There are other proofs besides the admiration for Lessing, for we find that Černyševskii assigns to literature a role very different from that assigned to it in the work of Marx. For example, Černyševskii thinks that Gogol's influence was profoundly important for Russia; great, he says, was the work done by Byron for England and for humanity as a whole (Byron was a greater power than Napoleon).

After his return from Siberia, Černyševskii wrote an essay against Darwinism, and this aroused much hostility, for he represented the Darwinian theory as a bourgeois discovery intended to justify the exploitation of the workers. Černyševskii declared himself an adherent of Lamarck, and his essay was signed "Transformist." References have been made to the relationship between Černyševskii's ideas and the newer Lamarckism.

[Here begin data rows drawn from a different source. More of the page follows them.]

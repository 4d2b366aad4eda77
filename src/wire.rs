use serde::Deserialize;

use serde_json::{Map, Value as JsonValue};

use crate::{Quote, QuotePage};

/// Body shapes accepted from list endpoints.
#[derive(Debug, Deserialize)]
#[serde(untagged)]
pub enum ListResponse {
    Bare(Vec<Quote>),
    Envelope { data: Vec<Quote> },
}

impl ListResponse {
    pub fn into_quotes(self) -> Vec<Quote> {
        match self {
            Self::Bare(quotes) | Self::Envelope { data: quotes } => quotes,
        }
    }
}

/// Body shapes accepted from single-quote endpoints.
#[derive(Debug, Deserialize)]
#[serde(untagged)]
pub enum SingleResponse {
    Bare(Quote),
    Envelope { data: Quote },
}

impl SingleResponse {
    pub fn into_quote(self) -> Quote {
        match self {
            Self::Bare(quote) | Self::Envelope { data: quote } => quote,
        }
    }
}

/// Body shapes accepted from the paginated listing.
#[derive(Debug, Deserialize)]
#[serde(untagged)]
pub enum PageResponse {
    Bare(Vec<Quote>),
    Envelope {
        data: Vec<Quote>,
        #[serde(flatten)]
        meta: Map<String, JsonValue>,
    },
}

impl PageResponse {
    pub fn into_page(self) -> QuotePage {
        match self {
            Self::Bare(quotes) => QuotePage {
                quotes,
                meta: Map::new(),
            },
            Self::Envelope { data, meta } => QuotePage { quotes: data, meta },
        }
    }
}
use std::fmt;
use std::sync::Arc;
use std::time::Duration;

use reqwest::{header, StatusCode};
use serde_json::Value as JsonValue;
use tokio::time::sleep;

use crate::{
    cache::CacheKey,
    decode::{decode_json, decode_quote, decode_quote_list, decode_quote_page},
    retry::{RetryDecision, RetryState},
    ClientOptions, Endpoint, Params, Quote, QuoteError, QuotePage, ResponseCache, Result,
};

/// Public Animechan API root.
pub const DEFAULT_BASE_URL: &str = "https://api.animechan.io/v1";

/// Lifetime of cached responses for a client built with default settings.
pub const DEFAULT_CACHE_TTL: Duration = Duration::from_secs(300);

const API_KEY_HEADER: &str = "x-api-key";

#[derive(Clone)]
/// HTTP client for the Animechan quote API.
///
/// Cloning is cheap; clones share the connection pool and the response cache.
pub struct QuoteClient {
    http: reqwest::Client,
    base_url: String,
    api_key: Option<String>,
    options: ClientOptions,
    cache: Option<Arc<ResponseCache>>,
}

impl fmt::Debug for QuoteClient {
    fn fmt(&self, f: &mut fmt::Formatter<'_>) -> fmt::Result {
        f.debug_struct("QuoteClient")
            .field("base_url", &self.base_url)
            .field("api_key", &self.api_key.as_ref().map(|_| "<redacted>"))
            .field("options", &self.options)
            .field("cache_entries", &self.cache.as_ref().map(|cache| cache.len()))
            .finish()
    }
}

impl Default for QuoteClient {
    fn default() -> Self {
        Self::new()
    }
}

impl QuoteClient {
    /// Creates a client for the public API with default options and a
    /// five-minute response cache.
    pub fn new() -> Self {
        Self::with_base_url(DEFAULT_BASE_URL)
    }

    /// Creates a client against a custom API root, e.g. a local mock server.
    ///
    /// A trailing `/` is removed so endpoint paths can be appended directly.
    pub fn with_base_url(base_url: impl Into<String>) -> Self {
        Self {
            http: reqwest::Client::new(),
            base_url: normalize_base_url(base_url.into()),
            api_key: None,
            options: ClientOptions::default(),
            cache: Some(Arc::new(ResponseCache::with_ttl(DEFAULT_CACHE_TTL))),
        }
    }

    /// Creates a client from environment variables.
    ///
    /// Reads (both optional):
    /// - `ANIMECHAN_BASE_URL`: API root, defaults to [`DEFAULT_BASE_URL`]
    /// - `ANIMECHAN_API_KEY`: sent as the `x-api-key` header
    ///
    /// Returns an error if a variable is set but empty.
    pub fn from_env() -> std::result::Result<Self, String> {
        let base_url = match std::env::var("ANIMECHAN_BASE_URL") {
            Ok(url) if url.trim().is_empty() => {
                return Err("ANIMECHAN_BASE_URL is set but empty".to_owned())
            }
            Ok(url) => url,
            Err(_) => DEFAULT_BASE_URL.to_owned(),
        };
        let mut client = Self::with_base_url(base_url.trim());

        if let Ok(key) = std::env::var("ANIMECHAN_API_KEY") {
            if key.trim().is_empty() {
                return Err("ANIMECHAN_API_KEY is set but empty".to_owned());
            }
            client = client.with_api_key(key.trim());
        }
        Ok(client)
    }

    /// Points an already configured client at another API root, keeping its
    /// API key, options and cache.
    pub fn override_base_url(mut self, base_url: impl Into<String>) -> Self {
        self.base_url = normalize_base_url(base_url.into());
        self
    }

    /// Applies client options such as timeout and retry behavior.
    pub fn with_options(mut self, opts: ClientOptions) -> Self {
        self.options = opts;
        self
    }

    /// Sends `key` in the `x-api-key` header of every request.
    pub fn with_api_key(mut self, key: impl Into<String>) -> Self {
        self.api_key = Some(key.into());
        self
    }

    /// Uses an externally constructed cache, possibly shared with other clients.
    pub fn with_cache(mut self, cache: Arc<ResponseCache>) -> Self {
        self.cache = Some(cache);
        self
    }

    /// Disables response caching; every fetch goes to the network.
    pub fn without_cache(mut self) -> Self {
        self.cache = None;
        self
    }

    pub fn base_url(&self) -> &str {
        &self.base_url
    }

    pub fn options(&self) -> &ClientOptions {
        &self.options
    }

    /// The cache this client reads from and writes to, if caching is enabled.
    pub fn cache(&self) -> Option<&Arc<ResponseCache>> {
        self.cache.as_ref()
    }

    /// Drops every cached response.
    pub fn clear_cache(&self) {
        if let Some(cache) = &self.cache {
            cache.clear();
        }
    }

    /// Fetches a random quote.
    pub async fn random_quote(&self) -> Result<Quote> {
        self.fetch_with(Endpoint::RandomQuote, (), decode_quote).await
    }

    /// Fetches quotes said by `character`.
    pub async fn quotes_by_character(&self, character: &str, limit: Option<u32>) -> Result<Vec<Quote>> {
        let params = Params::new()
            .with("character", character)
            .with_opt("limit", limit);
        self.fetch_with(Endpoint::Quotes, params, decode_quote_list).await
    }

    /// Fetches quotes from the anime titled `title`.
    pub async fn quotes_by_show(&self, title: &str, limit: Option<u32>) -> Result<Vec<Quote>> {
        let params = Params::new().with("title", title).with_opt("limit", limit);
        self.fetch_with(Endpoint::Quotes, params, decode_quote_list).await
    }

    /// Fetches one page of the unfiltered quote listing, keeping the
    /// envelope's pagination fields in [`QuotePage::meta`].
    pub async fn quotes_page(&self, page: u32) -> Result<QuotePage> {
        let params = Params::new().with("page", page);
        self.fetch_with(Endpoint::Quotes, params, decode_quote_page).await
    }

    /// Fetches `endpoint` with `params` and returns the decoded JSON payload.
    ///
    /// A fresh cached response for the same signature is returned without any
    /// network traffic. Otherwise the request is attempted up to
    /// [`ClientOptions::max_attempts`] times; retriable failures are separated
    /// by exponential backoff, or by the server's `Retry-After` hint on `429`.
    /// A hint is honored up to [`ClientOptions::max_retry_after_ms`] and
    /// clamped beyond that. When every attempt fails, the error is
    /// [`QuoteError::RetryExhausted`] wrapping the last failure. Non-retriable
    /// failures are returned as is.
    pub async fn fetch<P: Into<Params>>(&self, endpoint: Endpoint, params: P) -> Result<JsonValue> {
        self.fetch_with(endpoint, params, Ok).await
    }

    /// [`fetch`](Self::fetch) with a shape check: a payload is only cached
    /// once `decode` accepts it.
    async fn fetch_with<T, P, F>(&self, endpoint: Endpoint, params: P, decode: F) -> Result<T>
    where
        P: Into<Params>,
        F: Fn(JsonValue) -> Result<T>,
    {
        let params = params.into();
        let key = CacheKey::new(endpoint, &params);

        if let Some(payload) = self.cache.as_ref().and_then(|cache| cache.get(&key)) {
            return decode(payload);
        }

        let mut retry = RetryState::new(self.options.retry_policy());
        loop {
            let _attempt = retry.begin_attempt();

            let failure = match self.send_once(endpoint, &params).await {
                Ok(payload) => {
                    let decoded = decode(payload.clone())?;
                    if let Some(cache) = &self.cache {
                        cache.insert(key, payload);
                    }
                    if self.options.pacing_ms > 0 {
                        sleep(Duration::from_millis(self.options.pacing_ms)).await;
                    }
                    return Ok(decoded);
                }
                Err(err) => err,
            };

            match retry.on_failure(&failure) {
                RetryDecision::Wait(delay) => {
                    #[cfg(feature = "tracing")]
                    tracing::warn!(
                        endpoint = %endpoint,
                        attempt = _attempt,
                        delay_ms = delay.as_millis() as u64,
                        error = %failure,
                        "request failed, retrying"
                    );
                    sleep(delay).await;
                }
                RetryDecision::Abort => return Err(failure),
                RetryDecision::Exhausted => {
                    return Err(QuoteError::RetryExhausted {
                        attempts: retry.attempts(),
                        last: Box::new(failure),
                    })
                }
            }
        }
    }

    async fn send_once(&self, endpoint: Endpoint, params: &Params) -> Result<JsonValue> {
        let url = format!("{}{}", self.base_url, endpoint.path());
        let mut request = self
            .http
            .get(&url)
            .header(header::ACCEPT, "application/json")
            .query(&params.query_pairs())
            .timeout(Duration::from_millis(self.options.timeout_ms));
        if let Some(key) = &self.api_key {
            request = request.header(API_KEY_HEADER, key);
        }

        let response = request.send().await.map_err(QuoteError::Transport)?;
        let status = response.status();
        let retry_after = parse_retry_after(response.headers());
        let body = response.text().await.map_err(QuoteError::Transport)?;

        if status == StatusCode::TOO_MANY_REQUESTS {
            return Err(QuoteError::RateLimited { retry_after });
        }
        if !status.is_success() {
            return Err(QuoteError::Http {
                status: status.as_u16(),
                body,
            });
        }

        #[cfg(feature = "tracing")]
        tracing::debug!(endpoint = %endpoint, status = status.as_u16(), "fetched");

        decode_json(&body)
    }
}

fn normalize_base_url(base_url: String) -> String {
    base_url.trim().trim_end_matches('/').to_owned()
}

/// Reads a `Retry-After` header given in seconds.
///
/// Decimal values are accepted; HTTP-date values and negative or non-finite
/// numbers are ignored.
fn parse_retry_after(headers: &header::HeaderMap) -> Option<Duration> {
    let raw = headers.get(header::RETRY_AFTER)?.to_str().ok()?.trim();
    if let Ok(secs) = raw.parse::<u64>() {
        return Some(Duration::from_secs(secs));
    }
    Duration::try_from_secs_f64(raw.parse::<f64>().ok()?).ok()
}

I only refer to these matters because Marx and Engels were Darwinians. In my opinion, Černyševskii more correctly diagnosed the aristocratic character of Darwin's teaching than the Darwinian Marxists who interpreted Darwinism democratically. However this may be, I may point out that Černyševskii condemned the struggle for existence on moral grounds, and I may also recall Dobroljubov's repudiation of struggle. The class struggle, again, is regarded by Černyševskii, in so far as he describes it, as a deviation from the norm, whereas to Marx this struggle is natural and normal.